Following chemotherapy, Xtandi has been demonstrated to offer median overall survival of 18.4 months, as compared to a median overall survival of 14.8 months for patients receiving Zytiga and prednisone in combination. Only Dendreon’s Provenge offers a greater median survival benefit, at 25.8 months, but it has struggled to gain sales traction. Jevtana, sold by Sanofi and also delivered as an injectable, offers a median overall survival benefit of 15.1 months.

Leerink Swann analyst Howard Liang told Bloomberg that Medivation’s “cancer drug to me looks to be the best drug so far for prostate cancer, which is a big category, a big market,” while other analysts have begun to focus less on the competition oral therapies pose for injectables and more on the race to approval for a pre-chemotherapy indication, something that both Medivation and Janssen are pursuing.

Credit Suisse estimates the metastatic prostate cancer more could grow from approximately $1 billion to $8 billion by 2020.
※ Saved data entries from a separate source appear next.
//! The admin panel controller.
//!
//! Holds a client-side cache of every lead, loaded once newest-first. After a
//! successful status change or delete the cache is patched in place
//! ([`AdminPanel::apply_status`], [`AdminPanel::evict`]) rather than
//! re-fetched, so it can drift from the store under concurrent writers until
//! the next [`AdminPanel::load`].

use std::{fmt, str::FromStr};

use leadline_core::{Error, Lead, LeadPatch, LeadService, LeadStatus, LeadStore, OrderSpec};
use uuid::Uuid;

// ─── Filter ──────────────────────────────────────────────────────────────────

/// Which rows the lead table shows.
#[derive(Debug, Clone, Copy, Default, PartialEq, Eq)]
pub enum StatusFilter {
  #[default]
  All,
  Only(LeadStatus),
}

impl StatusFilter {
  pub fn matches(self, lead: &Lead) -> bool {
    match self {
      Self::All => true,
      Self::Only(status) => lead.status == status,
    }
  }
}

impl FromStr for StatusFilter {
  type Err = Error;

  fn from_str(s: &str) -> Result<Self, Self::Err> {
    match s {
      "all" => Ok(Self::All),
      other => Ok(Self::Only(other.parse()?)),
    }
  }
}

impl fmt::Display for StatusFilter {
  fn fmt(&self, f: &mut fmt::Formatter<'_>) -> fmt::Result {
    match self {
      Self::All => f.write_str("all"),
      Self::Only(status) => write!(f, "{status}"),
    }
  }
}

// ─── Panel ───────────────────────────────────────────────────────────────────

pub struct AdminPanel<S> {
  service: LeadService<S>,

  /// Every lead, newest first.
  pub leads:         Vec<Lead>,
  pub is_loading:    bool,
  /// The lead open in the detail view.
  pub selected:      Option<Lead>,
  /// Chosen for deletion and awaiting confirmation.
  pub delete_target: Option<Uuid>,
  pub filter:        StatusFilter,
}

impl<S: LeadStore> AdminPanel<S> {
  pub fn new(service: LeadService<S>) -> Self {
    Self {
      service,
      leads: Vec::new(),
      is_loading: false,
      selected: None,
      delete_target: None,
      filter: StatusFilter::All,
    }
  }

  #[cfg(test)]
  pub fn service(&self) -> &LeadService<S> { &self.service }

  // ── Loading ───────────────────────────────────────────────────────────────

  /// Fetch every lead newest-first. On failure the cache keeps whatever it
  /// held before and the error is only logged.
  pub async fn load(&mut self) {
    self.is_loading = true;
    match self.service.list_ordered(Some(OrderSpec::newest_first())).await {
      Ok(leads) => self.leads = leads,
      Err(e) => tracing::error!(error = %e, "failed to load leads"),
    }
    self.is_loading = false;
  }

  /// Cached leads passing the current filter. Never touches the store.
  pub fn filtered(&self) -> Vec<&Lead> {
    self.leads.iter().filter(|l| self.filter.matches(l)).collect()
  }

  // ── Detail view ───────────────────────────────────────────────────────────

  /// Open `id` in the detail view. Returns `None` if it is not cached.
  pub fn select(&mut self, id: Uuid) -> Option<&Lead> {
    self.selected = self.leads.iter().find(|l| l.id == id).cloned();
    self.selected.as_ref()
  }

  // ── Status ────────────────────────────────────────────────────────────────

  /// Change a lead's status in the store, then patch the cache and the open
  /// detail view. Returns the stored lead, or `None` if the change failed.
  pub async fn update_status(&mut self, id: Uuid, status: LeadStatus) -> Option<Lead> {
    match self.service.update(id, LeadPatch::status(status)).await {
      Ok(lead) => {
        self.apply_status(id, status);
        Some(lead)
      }
      Err(e) => {
        tracing::error!(lead_id = %id, error = %e, "failed to update lead status");
        None
      }
    }
  }

  /// Cache step for a status change already accepted by the store.
  pub fn apply_status(&mut self, id: Uuid, status: LeadStatus) {
    if let Some(lead) = self.leads.iter_mut().find(|l| l.id == id) {
      lead.status = status;
    }
    if let Some(lead) = self.selected.as_mut().filter(|l| l.id == id) {
      lead.status = status;
    }
  }

  // ── Delete ────────────────────────────────────────────────────────────────

  /// First step of a delete: choose the target.
  pub fn request_delete(&mut self, id: Uuid) { self.delete_target = Some(id); }

  pub fn cancel_delete(&mut self) { self.delete_target = None; }

  /// Second step: delete the chosen target. Returns whether a lead was
  /// removed; on failure everything is left as it was.
  pub async fn confirm_delete(&mut self) -> bool {
    let Some(id) = self.delete_target else {
      return false;
    };
    match self.service.delete(id).await {
      Ok(()) => {
        self.evict(id);
        self.delete_target = None;
        true
      }
      Err(e) => {
        tracing::error!(lead_id = %id, error = %e, "failed to delete lead");
        false
      }
    }
  }

  /// Cache step for a delete already accepted by the store.
  pub fn evict(&mut self, id: Uuid) {
    self.leads.retain(|l| l.id != id);
    if self.selected.as_ref().is_some_and(|l| l.id == id) {
      self.selected = None;
    }
  }
}
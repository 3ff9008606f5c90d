//! SQL schema for the leadline SQLite store.
//!
//! Executed once at connection startup. Future migrations will be gated on
//! `PRAGMA user_version`.

/// Full schema DDL; idempotent thanks to `CREATE TABLE IF NOT EXISTS`.
pub const SCHEMA: &str = "
PRAGMA journal_mode = WAL;

-- One row per lead document. Rows are hard-deleted; there is no tombstone.
CREATE TABLE IF NOT EXISTS leads (
    id           TEXT PRIMARY KEY,   -- hyphenated UUID v4; server-assigned
    created_at   TEXT NOT NULL,      -- RFC 3339 UTC, fixed width
    updated_at   TEXT NOT NULL,
    email        TEXT NOT NULL,
    message      TEXT NOT NULL,
    status       TEXT NOT NULL DEFAULT 'new'
                 CHECK (status IN ('new', 'contacted', 'qualified', 'converted', 'closed')),
    source       TEXT NOT NULL DEFAULT 'website',
    contact_date TEXT NOT NULL
);

CREATE INDEX IF NOT EXISTS leads_created_idx ON leads(created_at);
CREATE INDEX IF NOT EXISTS leads_status_idx  ON leads(status);

PRAGMA user_version = 1;
";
In the United States, prostate cancer is the most common non-skin cancer among men, with over one million men currently diagnosed with the disease. It is the second leading cause of cancer deaths in men in the United States.

“The need for additional treatment options for advanced prostate cancer continues to be important for patients,” says Richard Pazdur director of the Office of Hematology and Oncology Products in FDA’s Center for Drug Evaluation and Research.